Viendo el funeral no podía dejar de pensar que a veces cuesta no pensar en la justicia divina, porque a pesar del gran esfuerzo llevado a cabo por la escenificación de acompañamiento a los familiares de las víctimas de las autoridades de la Comunitat Valenciana y del país —con alguna ausencia notoria—, todo quedaba en nada al ver a la Virgen. Nunca un nombre le ha pegado tanto a una imagen. Talmente como si hubieran puesto un anuncio luminoso que recordara no solo la absoluta incompetencia de los y las sentadas en primera fila, sino también el menosprecio de la tragedia que hicieron, todos juntos, antes de la misma, durante y después. Los y las valencianas estuvieron desamparados el 29 de octubre y siguen, exactamente —a pesar de la gran ayuda recibida por parte de la gente de la calle— en la misma situación.
Los y las valencianas estuvieron desamparados el 29 de octubre y siguen exactamente en la misma situación
La misma polémica —resuelta tan torpemente como todo lo que ha pasado en torno a las lluvias de la DANA en València— sobre los no invitados —las mismas familias que tienen difuntos por los que se llevaba a cabo el funeral— deja clara una vez más la gran separación que hay entre la ciudadanía y sus representantes políticos.
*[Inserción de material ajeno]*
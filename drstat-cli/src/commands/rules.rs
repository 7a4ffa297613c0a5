//! `drstat rules` command handler

use std::io::Write;
use std::path::{Path, PathBuf};

use serde::Serialize;
use tracing::info;

use drstat_core::config::StatConfig;
use drstat_log_scan::profile::builtin;
use drstat_log_scan::{Profile, ProfileLoader, RuleState};

use crate::cli::{ProfileKind, RulesAction, RulesArgs};
use crate::error::CliError;
use crate::output::{OutputWriter, Render};

/// Execute the `rules` command.
pub async fn execute(
    args: RulesArgs,
    stat: &StatConfig,
    writer: &OutputWriter,
) -> Result<(), CliError> {
    match args.action {
        RulesAction::List { profile } => execute_list(stat, profile, writer).await,
        RulesAction::Validate { path } => execute_validate(&path, writer).await,
    }
}

/// Resolve the profile for one slot: explicit path, then config path, then built-in.
///
/// Returns the profile and a source label.
pub async fn resolve_profile(
    kind: ProfileKind,
    explicit: Option<&Path>,
    stat: &StatConfig,
) -> Result<(Profile, String), CliError> {
    let configured = match kind {
        ProfileKind::Route => stat.route_profile_path(),
        ProfileKind::Eval => stat.eval_profile_path(),
    };

    match explicit.or(configured) {
        Some(path) => {
            info!(path = %path.display(), "loading extraction profile");
            let profile = ProfileLoader::load_file(path).await?;
            Ok((profile, path.display().to_string()))
        }
        None => {
            let name = kind.builtin_name();
            let profile = builtin::by_name(name).ok_or_else(|| {
                CliError::Profile(format!("no built-in profile named '{name}'"))
            })??;
            let label = format!("builtin:{}", profile.name());
            Ok((profile, label))
        }
    }
}

async fn execute_list(
    stat: &StatConfig,
    filter: Option<ProfileKind>,
    writer: &OutputWriter,
) -> Result<(), CliError> {
    let kinds = match filter {
        Some(kind) => vec![kind],
        None => vec![ProfileKind::Route, ProfileKind::Eval],
    };

    let mut profiles = Vec::with_capacity(kinds.len());
    for kind in kinds {
        let (profile, source) = resolve_profile(kind, None, stat).await?;
        profiles.push(ProfileEntry::from_profile(&profile, source));
    }

    writer.render(&RuleListReport { profiles })?;
    Ok(())
}

async fn execute_validate(path: &Path, writer: &OutputWriter) -> Result<(), CliError> {
    info!(path = %path.display(), "validating extraction profiles");

    let report = validate_path(path).await?;
    writer.render(&report)?;

    if report.invalid > 0 {
        return Err(CliError::Profile(format!(
            "{} invalid profile file(s)",
            report.invalid
        )));
    }

    Ok(())
}

/// Validate a single profile file or every YAML file in a directory.
pub async fn validate_path(path: &Path) -> Result<ProfileValidationReport, CliError> {
    let files: Vec<PathBuf> = if path.is_dir() {
        ProfileLoader::yaml_files(path).await?
    } else {
        vec![path.to_path_buf()]
    };

    let mut valid = Vec::new();
    let mut errors = Vec::new();
    for file in &files {
        match ProfileLoader::load_file(file).await {
            Ok(profile) => valid.push(profile.name().to_owned()),
            Err(e) => errors.push(ProfileError {
                file: file.display().to_string(),
                error: e.to_string(),
            }),
        }
    }

    Ok(ProfileValidationReport {
        path: path.display().to_string(),
        total_files: files.len(),
        valid: valid.len(),
        invalid: errors.len(),
        profiles: valid,
        errors,
    })
}

#[derive(Serialize)]
pub struct RuleListReport {
    pub profiles: Vec<ProfileEntry>,
}

#[derive(Serialize)]
pub struct ProfileEntry {
    pub name: String,
    pub source: String,
    pub description: String,
    pub columns: Vec<String>,
    pub rules: Vec<RuleEntry>,
    pub transforms: Vec<String>,
    /// Columns no rule writes; they always show the placeholder.
    #[serde(skip_serializing_if = "Vec::is_empty")]
    pub unproduced: Vec<String>,
}

#[derive(Serialize)]
pub struct RuleEntry {
    pub keys: Vec<String>,
    pub pattern: String,
    pub initial: String,
    #[serde(skip_serializing_if = "Option::is_none")]
    pub trigger: Option<String>,
}

impl ProfileEntry {
    fn from_profile(profile: &Profile, source: String) -> Self {
        let produced = profile.rules().produced_keys();
        Self {
            name: profile.name().to_owned(),
            source,
            description: profile.description().to_owned(),
            columns: profile.columns().to_vec(),
            rules: profile
                .rules()
                .rules()
                .iter()
                .map(|rule| RuleEntry {
                    keys: rule.keys().to_vec(),
                    pattern: rule.pattern().to_owned(),
                    initial: match rule.initial_state() {
                        RuleState::Active => "active".to_owned(),
                        RuleState::Inactive => "inactive".to_owned(),
                    },
                    trigger: rule.trigger().map(str::to_owned),
                })
                .collect(),
            transforms: profile
                .transforms()
                .iter()
                .map(|(key, transform)| format!("{key}: {transform}"))
                .collect(),
            unproduced: profile
                .columns()
                .iter()
                .filter(|column| !produced.contains(column.as_str()))
                .cloned()
                .collect(),
        }
    }
}

impl Render for RuleListReport {
    fn render_text(&self, w: &mut dyn Write) -> std::io::Result<()> {
        use colored::Colorize;

        for (i, p) in self.profiles.iter().enumerate() {
            if i > 0 {
                writeln!(w)?;
            }
            writeln!(
                w,
                "Profile {} ({} rules, source: {})",
                p.name.bold(),
                p.rules.len(),
                p.source
            )?;
            if !p.description.is_empty() {
                writeln!(w, "  {}", p.description)?;
            }
            writeln!(w, "  Columns: {}", p.columns.join(", "))?;
            if !p.transforms.is_empty() {
                writeln!(w, "  Transforms: {}", p.transforms.join(", "))?;
            }
            if !p.unproduced.is_empty() {
                writeln!(
                    w,
                    "  {} {}",
                    "Never produced:".yellow(),
                    p.unproduced.join(", ")
                )?;
            }
            writeln!(w)?;
            writeln!(w, "  {:<3} {:<30} {:<9} Pattern", "#", "Keys", "Initial")?;
            writeln!(w, "  {}", "-".repeat(86))?;

            for (idx, r) in p.rules.iter().enumerate() {
                let initial = match r.initial.as_str() {
                    "active" => r.initial.green(),
                    _ => r.initial.yellow(),
                };
                writeln!(
                    w,
                    "  {:<3} {:<30} {:<9} {}",
                    idx,
                    r.keys.join(", "),
                    initial,
                    r.pattern
                )?;
                if let Some(ref trigger) = r.trigger {
                    writeln!(w, "  {:<3} {:<30} {:<9} on: {}", "", "", "", trigger)?;
                }
            }
        }

        Ok(())
    }
}

#[derive(Serialize)]
pub struct ProfileValidationReport {
    pub path: String,
    pub total_files: usize,
    pub valid: usize,
    pub invalid: usize,
    pub profiles: Vec<String>,
    pub errors: Vec<ProfileError>,
}

#[derive(Serialize)]
pub struct ProfileError {
    pub file: String,
    pub error: String,
}

impl Render for ProfileValidationReport {
    fn render_text(&self, w: &mut dyn Write) -> std::io::Result<()> {
        use colored::Colorize;

        writeln!(w, "Profile Validation: {}", self.path.bold())?;
        writeln!(
            w,
            "  Files: {} total, {} valid, {} invalid",
            self.total_files,
            self.valid.to_string().green(),
            if self.invalid > 0 {
                self.invalid.to_string().red()
            } else {
                self.invalid.to_string().normal()
            }
        )?;

        if !self.errors.is_empty() {
            writeln!(w)?;
            writeln!(w, "Errors:")?;
            for e in &self.errors {
                writeln!(w, "  {}: {}", e.file.red(), e.error)?;
            }
        }

        Ok(())
    }
}

#[cfg(test)]
mod tests {
    use super::*;

    #[tokio::test]
    async fn test_resolve_profile_defaults_to_builtin() {
        let stat = StatConfig::default();
        let (profile, source) = resolve_profile(ProfileKind::Eval, None, &stat)
            .await
            .expect("builtin eval profile");
        assert_eq!(profile.name(), "eval");
        assert_eq!(source, "builtin:eval");
    }

    #[tokio::test]
    async fn test_resolve_profile_explicit_path_wins() {
        let dir = tempfile::tempdir().expect("tempdir");
        let path = dir.path().join("route.yml");
        std::fs::write(
            &path,
            "name: mine\ncolumns: [v]\nrules:\n  - keys: [v]\n    pattern: 'v=(\\d+)'\n",
        )
        .expect("write profile");

        let stat = StatConfig {
            route_profile: "/nonexistent/configured.yml".to_owned(),
            ..StatConfig::default()
        };
        let (profile, source) = resolve_profile(ProfileKind::Route, Some(&path), &stat)
            .await
            .expect("explicit profile");
        assert_eq!(profile.name(), "mine");
        assert!(source.ends_with("route.yml"));

        // 설정 경로가 잘못되면 프로파일 에러
        let err = resolve_profile(ProfileKind::Route, None, &stat)
            .await
            .expect_err("configured path does not exist");
        assert_eq!(err.exit_code(), 3);
    }

    #[test]
    fn test_rule_list_render_text() {
        let profile = builtin::route().expect("builtin route");
        let report = RuleListReport {
            profiles: vec![ProfileEntry::from_profile(&profile, "builtin:route".to_owned())],
        };

        let mut buffer = Vec::new();
        report.render_text(&mut buffer).expect("render");
        let output = String::from_utf8(buffer).expect("valid UTF-8");
        assert!(output.contains("route"));
        assert!(output.contains("wire space, wire-wire, wire-fix"));
        assert!(output.contains("on: Finish all RRR iterations and PostRoute"));
        assert!(output.contains("mem: kib_to_gib"));
    }

    #[tokio::test]
    async fn test_resolve_profile_builtin_for_each_kind() {
        let stat = StatConfig::default();
        for kind in [ProfileKind::Route, ProfileKind::Eval] {
            let (profile, source) = resolve_profile(kind, None, &stat)
                .await
                .expect("builtin profile");
            assert_eq!(profile.name(), kind.builtin_name());
            assert_eq!(source, format!("builtin:{}", kind.builtin_name()));
        }
    }

    #[test]
    fn test_profile_entry_lists_unproduced_columns() {
        let profile = drstat_log_scan::ProfileLoader::parse_yaml(
            "name: partial\ncolumns: [v, missing]\nrules:\n  - keys: [v]\n    pattern: 'v=(\\d+)'\n",
            "partial.yml",
        )
        .expect("valid profile");
        let entry = ProfileEntry::from_profile(&profile, "partial.yml".to_owned());
        assert_eq!(entry.unproduced, vec!["missing".to_owned()]);

        let report = RuleListReport {
            profiles: vec![entry],
        };
        let mut buffer = Vec::new();
        report.render_text(&mut buffer).expect("render");
        let output = String::from_utf8(buffer).expect("valid UTF-8");
        assert!(output.contains("Never produced:"));
        assert!(output.contains("missing"));

        let builtin = builtin::route().expect("builtin route");
        let entry = ProfileEntry::from_profile(&builtin, "builtin:route".to_owned());
        assert!(entry.unproduced.is_empty());
        let json = serde_json::to_value(&entry).expect("serialize");
        assert!(json.get("unproduced").is_none());
    }

    #[test]
    fn test_rule_entry_json_omits_missing_trigger() {
        let profile = builtin::eval().expect("builtin eval");
        let entry = ProfileEntry::from_profile(&profile, "builtin:eval".to_owned());
        let json = serde_json::to_value(&entry).expect("serialize");
        assert_eq!(json["rules"][0]["keys"][0], "WL");
        assert_eq!(json["rules"][0]["initial"], "active");
        assert!(json["rules"][0].get("trigger").is_none());
    }

    #[tokio::test]
    async fn test_validate_path_reports_each_file() {
        let dir = tempfile::tempdir().expect("tempdir");
        std::fs::write(dir.path().join("route.yml"), builtin::ROUTE_YAML).expect("write");
        std::fs::write(
            dir.path().join("broken.yaml"),
            "name: broken\ncolumns: [a]\nrules:\n  - keys: [a, b]\n    pattern: '(x)'\n",
        )
        .expect("write");

        let report = validate_path(dir.path()).await.expect("directory readable");
        assert_eq!(report.total_files, 2);
        assert_eq!(report.valid, 1);
        assert_eq!(report.invalid, 1);
        assert_eq!(report.profiles, vec!["route".to_owned()]);
        assert!(report.errors[0].file.ends_with("broken.yaml"));
        assert!(report.errors[0].error.contains("capture group"));
    }

    #[tokio::test]
    async fn test_validate_path_single_missing_file() {
        let report = validate_path(Path::new("/nonexistent/route.yml"))
            .await
            .expect("missing file is reported, not raised");
        assert_eq!(report.invalid, 1);
    }
}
Ya escribí que las imágenes del séquito de los reyes entre el barro no podía ser más medieval; pero es que todos los actos y declaraciones que se han hecho y se hacen dejan entrever, de manera cegadora, una concepción del poder y de la administración pública que no es —o que no debería ser— del siglo XXI.
Lo que menos importa a los dirigentes del país son las personas, sus vidas, las tragedias, aunque sean de esta magnitud; ya costó saber de los 222 muertos, pero la cifra de miles de heridos parece que se esconda y de los 4 desaparecidos no se habla. De contar 222 más 2, no pienso ni hablar. Y a pesar de estar en la época que todo corre por las redes a una celeridad inmediata, los gobiernos se empeñan, con la connivencia de no pocos medios de comunicación, en establecer y seguir escenificando un relato del siglo —por no ir más atrás— pasado.
Fuera de las puertas del templo, todavía y a pesar del agotamiento, gritos, rabia y desesperación porque hay más culpables que el agua de la muerte y las desgracias de todo tipo y manera de una parte importantísima del pueblo valenciano —dejando de lado las referencias a la justicia divina—, es del todo imprescindible que actúe la Justicia del país. Hoy es precisamente el Día de los Derechos Humanos, porque se conmemora la Declaración Universal de los Derechos Humanos, aprobada el 10 de diciembre de 1948 por las Naciones Unidas. Es importante no solo enterrar a los muertos, sino hacerlo habiendo respetado sus derechos.